The major issue with the database is the localization of the thermal panels installation. Along the years, the database being quite old, different ways of localizing the installation were used. Three different localization systems are then available : the postal addresses, the geographical coordinate and the EGID (federal building identifier). Unfortunately, these standards are mixed, and all entries are localized differently. Sometimes only one localization is available, sometimes two or three. In some cases, the different localization information are not consistent, which lead to contradictions in the installation position.

For some entries, the localization information is also incorrect or only approximate, which can lead to difficulties to associate a geo-referenced prediction to an entry of the database.

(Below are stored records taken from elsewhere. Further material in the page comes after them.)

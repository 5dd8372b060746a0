use anyhow::Result;

use crate::config::JournalConfig;
use crate::journal::JournalContext;

/// Run one indexing pass from the terminal. Exits non-zero on failure.
pub fn index(config: JournalConfig, full: bool) -> Result<()> {
    let ctx = JournalContext::open(config)?;
    let report = ctx.index(full);

    println!("{}", report.message);
    if report.files_skipped > 0 {
        println!("  {} file(s) skipped, see log for details", report.files_skipped);
    }
    anyhow::ensure!(report.success, "index update failed");
    Ok(())
}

For these reason, lots of efforts are put on the pre-processing of the database to make the link between prediction and entries as reliable as possible. The RegBL (federal register of buildings and dwellings) is used to assess the EGID and the postal addresses and to track down contradiction. In addition, the post addresses of the State of Neuchâtel is also considered to match addresses with geographical positions for the same reason.

By doing this, many potential positions are extracted for each entry of the database. This allows to assess the contradiction in order to retain the most probable and reliable localization for each entry of the database. Of course, in many cases, the assessment is quite weak as the amount of information on localization is low (this is especially the case for older installation, the new one being localized in a much more reliable manner using the EGID).

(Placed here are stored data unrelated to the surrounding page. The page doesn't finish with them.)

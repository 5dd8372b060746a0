//! Terminal commands. Output goes to stdout; logs stay on stderr.

pub mod fields;
pub mod index;
pub mod search;
pub mod stats;

use std::path::Path;

use anyhow::{Context, Result};
use indicatif::{ProgressBar, ProgressStyle};
use tokio::io::AsyncWriteExt;

use crate::config::EmbeddingConfig;

const HF_BASE: &str = "https://huggingface.co/sentence-transformers/all-MiniLM-L6-v2/resolve/main";

/// Files the local provider loads, with their location under [`HF_BASE`].
const MODEL_FILES: &[(&str, &str)] = &[
    ("model.onnx", "onnx/model.onnx"),
    ("tokenizer.json", "tokenizer.json"),
];

/// Fetch the ONNX model and tokenizer into `embedding.cache_dir`, skipping
/// files that are already present.
pub async fn model_download(config: &EmbeddingConfig) -> Result<()> {
    let cache_dir = crate::config::expand_tilde(&config.cache_dir);
    std::fs::create_dir_all(&cache_dir)
        .with_context(|| format!("failed to create cache dir: {}", cache_dir.display()))?;

    for (file_name, remote) in MODEL_FILES {
        let dest = cache_dir.join(file_name);
        if dest.exists() {
            println!("{file_name} already present at {}", dest.display());
            continue;
        }
        println!("Downloading {file_name}...");
        download_file(&format!("{HF_BASE}/{remote}"), &dest).await?;
        println!("Saved {}", dest.display());
    }

    println!("Model {} ready in {}", config.model, cache_dir.display());
    Ok(())
}

/// Stream `url` into `dest` with a progress bar, via a temp file and rename.
async fn download_file(url: &str, dest: &Path) -> Result<()> {
    let mut response = reqwest::get(url)
        .await
        .with_context(|| format!("HTTP request failed for {url}"))?;
    anyhow::ensure!(
        response.status().is_success(),
        "download of {url} failed with HTTP {}",
        response.status()
    );

    let progress = match response.content_length() {
        Some(total) => {
            let bar = ProgressBar::new(total);
            bar.set_style(
                ProgressStyle::default_bar()
                    .template("  {bar:40.cyan/blue} {bytes}/{total_bytes} ({eta})")?
                    .progress_chars("##-"),
            );
            bar
        }
        None => ProgressBar::new_spinner(),
    };

    let tmp_path = dest.with_extension("part");
    let mut file = tokio::fs::File::create(&tmp_path)
        .await
        .with_context(|| format!("failed to create {}", tmp_path.display()))?;

    while let Some(chunk) = response.chunk().await.context("error reading response")? {
        file.write_all(&chunk).await.context("error writing download")?;
        progress.inc(chunk.len() as u64);
    }
    file.flush().await?;
    drop(file);

    tokio::fs::rename(&tmp_path, dest)
        .await
        .with_context(|| format!("failed to move download into {}", dest.display()))?;
    progress.finish_and_clear();
    Ok(())
}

At the end of this complex and time-consuming task, almost all entries of the database are associated with a geographical position. This allows to match predictions, that are geographically localized, to the most probable entry of the database. This process is important as it allows the domain expert to not only have a geographical layer of the thermal panel installation but to have also the link with its pre-existing database. This allows to put into perspective prediction and database to track down construction and destruction of installations along the time dimension.

Assessment by the Domain Expert¶

After pre-processing of the domain expert database, a region of Neuchâtel state is defined. A tiling strategy is made to translate the defined area in tiles of the appropriated size according to the initial training of the deep learning model. Predictions are then made on each of the tiles. Again, the optimal threshold is selected according to the initial training to filter the predictions made on the test area.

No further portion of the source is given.